Abstract

Rigorous metabolic control helps delay long-term health complications in children with type 1 diabetes (T1D). Continuous subcutaneous insulin infusion (CSII) with continuous glucose monitoring (CGM) provides valuable information regarding blood glucose levels that is not available with self-monitoring of blood glucose (SMBG) alone. To critically appraise the research evidence on metabolic control in children diagnosed with T1D using CGM. Published studies evaluating metabolic control in children with T1D where CGM was used were evaluated. Electronic searches were conducted in MEDLINE, EMBASE, Health and Psychosocial Instruments, and Ovid Healthstar.
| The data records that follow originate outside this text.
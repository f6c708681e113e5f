//! Compiler of aggregation rules.
//!
//! A rule set is a list of entries such as `["key: src_ip", "sum(bytes)", "count(packets)"]`
//! together with an operation type (`reduce` or `reduceByKey`). Compilation first parses the
//! entries into a [`CompiledAggregationRule`], then validates it against a [`Schema`].

mod _impl_validation;
mod aggregation_enums;
mod aggregation_error;
mod rule_entry;
mod rule_parser;

pub use aggregation_enums::{AggregateFn, OperationType};
pub use aggregation_error::NotValidAggregationExpression;
pub use rule_entry::{AggregationRuleEntry, CompiledAggregationRule};

use crate::ContextualValidation;
use crate::schema::Schema;
use log::debug;

impl CompiledAggregationRule {
    /// Parse and validate an aggregation rule set.
    ///
    /// Parsing problems are reported before any schema validation takes place. If the rule
    /// set violates several schema constraints, only the first one is returned; use
    /// [`ContextualValidation::validate`] on a parsed rule to obtain all of them.
    pub fn compile<S: AsRef<str>>(
        operation_type: &str,
        rules: &[S],
        schema: &Schema,
    ) -> Result<CompiledAggregationRule, NotValidAggregationExpression> {
        let compiled = CompiledAggregationRule::parse(operation_type, rules)?;
        compiled.check(schema)?;
        debug!(
            "Compiled `{}` aggregation with key field(s) {:?}.",
            compiled.operation_type,
            compiled.key_fields()
        );
        Ok(compiled)
    }
}

/// A utility function equivalent to [`CompiledAggregationRule::compile`].
pub fn compile_aggregation_rule<S: AsRef<str>>(
    operation_type: &str,
    rules: &[S],
    schema: &Schema,
) -> Result<CompiledAggregationRule, NotValidAggregationExpression> {
    CompiledAggregationRule::compile(operation_type, rules, schema)
}

#[cfg(test)]
mod tests {
    use crate::aggregation::{
        AggregationRuleEntry, CompiledAggregationRule, NotValidAggregationExpression,
        OperationType, compile_aggregation_rule,
    };
    use crate::schema::{FieldType, Schema};

    #[test]
    fn compile_reduce_by_key() {
        let schema = Schema::new([
            ("input_port", FieldType::Integer),
            ("field2", FieldType::String),
            ("field3", FieldType::Long),
        ])
        .unwrap();
        let rules = ["key: input_port", "count(field2)", "sum(field3)"];
        let result = compile_aggregation_rule("reduceByKey", &rules, &schema).unwrap();
        assert_eq!(
            result,
            CompiledAggregationRule::new(
                OperationType::ReduceByKey,
                vec![
                    AggregationRuleEntry::mk_key("input_port"),
                    AggregationRuleEntry::mk_aggregation("count", "field2"),
                    AggregationRuleEntry::mk_aggregation("sum", "field3"),
                ]
            )
        );
    }

    #[test]
    fn compile_reduce() {
        let schema = Schema::new([
            ("packet_size", FieldType::Long),
            ("timestamp", FieldType::Timestamp),
        ])
        .unwrap();
        let rules = ["sum(packet_size)", "max(timestamp)"];
        let result = compile_aggregation_rule("reduce", &rules, &schema).unwrap();
        assert_eq!(result.operation_type, OperationType::Reduce);
        assert!(result.key_fields().is_empty());
        assert_eq!(result.aggregations().count(), 2);
    }

    #[test]
    fn compile_compound_key() {
        let schema = Schema::new([
            ("src_ip", FieldType::String),
            ("dst_ip", FieldType::String),
            ("packet_size", FieldType::Long),
        ])
        .unwrap();
        let rules = ["key: (src_ip, dst_ip)", "sum(packet_size)"];
        let result = compile_aggregation_rule("reduceByKey", &rules, &schema).unwrap();
        assert_eq!(result.key_fields(), vec!["src_ip", "dst_ip"]);
    }

    #[test]
    fn compile_unsupported_function() {
        let schema = Schema::new([
            ("input_port", FieldType::Integer),
            ("in_vlan", FieldType::Integer),
            ("ip_size", FieldType::Integer),
        ])
        .unwrap();
        let rules = ["key: input_port", "sin(in_vlan)", "sum(ip_size)"];
        let error = compile_aggregation_rule("reduceByKey", &rules, &schema).unwrap_err();
        assert_eq!(error.to_string(), "Unsupported function(s): {'sin'}");
    }

    #[test]
    fn compile_unknown_field() {
        let schema = Schema::new([
            ("input_port", FieldType::Integer),
            ("in_vlan", FieldType::Integer),
            ("ip_size", FieldType::Integer),
        ])
        .unwrap();
        let rules = ["key: input_port", "min(in_vlan_bad)", "sum(ip_size)"];
        let error = compile_aggregation_rule("reduceByKey", &rules, &schema).unwrap_err();
        match error {
            NotValidAggregationExpression::UnknownOrUnusedFields(fields) => {
                assert!(fields.contains("in_vlan_bad"));
                assert!(fields.contains("in_vlan"));
                assert_eq!(fields.len(), 2);
            }
            other => panic!("Unexpected error: {other}"),
        }
    }

    #[test]
    fn compile_already_aggregated_field() {
        let schema = Schema::new([
            ("src_ip", FieldType::String),
            ("packet_size", FieldType::Long),
        ])
        .unwrap();
        let rules = ["key: src_ip", "max(packet_size)", "min(packet_size)"];
        let error = compile_aggregation_rule("reduceByKey", &rules, &schema).unwrap_err();
        assert_eq!(
            error.to_string(),
            "Aggregate already aggregated field packet_size"
        );
    }

    #[test]
    fn compile_wrong_field_type() {
        let schema = Schema::new([
            ("input_port", FieldType::Integer),
            ("dst_mac", FieldType::String),
            ("ip_size", FieldType::Integer),
        ])
        .unwrap();
        let rules = ["key: input_port", "min(dst_mac)", "sum(ip_size)"];
        let error = compile_aggregation_rule("reduceByKey", &rules, &schema).unwrap_err();
        assert_eq!(
            error.to_string(),
            "Incorrect type of field dst_mac for function min"
        );
    }

    #[test]
    fn parse_errors_come_before_schema_errors() {
        let schema = Schema::default();
        let rules = ["key: a", "key: b", "sin(c)"];
        let error = compile_aggregation_rule("reduceByKey", &rules, &schema).unwrap_err();
        assert_eq!(
            error,
            NotValidAggregationExpression::KeyNotUnique {
                operation: OperationType::ReduceByKey
            }
        );
    }
}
The articles were reviewed and assessed for methodological quality. Of the 1427 published articles on CGM, only 18 met the inclusion criteria and were included in the analysis. The review yielded 9 randomized controlled trials (RCTs) and 9 non-randomized controlled trials. The studies included 1424 children and adolescents with T1D ranging in age from 1 to 19 years with a diabetes duration ranging from 0.2 to 15 years, with 75% of children using CSII for diabetes management. Improvements in HbA1c were found in only 6 studies, of which only 3 were significant improvements. The remaining 15 studies did not reveal significant improvements in HbA1c between groups (n=8) or between the first and second time point (n=7). There are the beginnings of an evidence base indicating that CGM may lead to improved metabolic control compared to SMBG alone in children with T1D. However, future studies using a more rigorous study design (RCT) are required to build on this evidence base.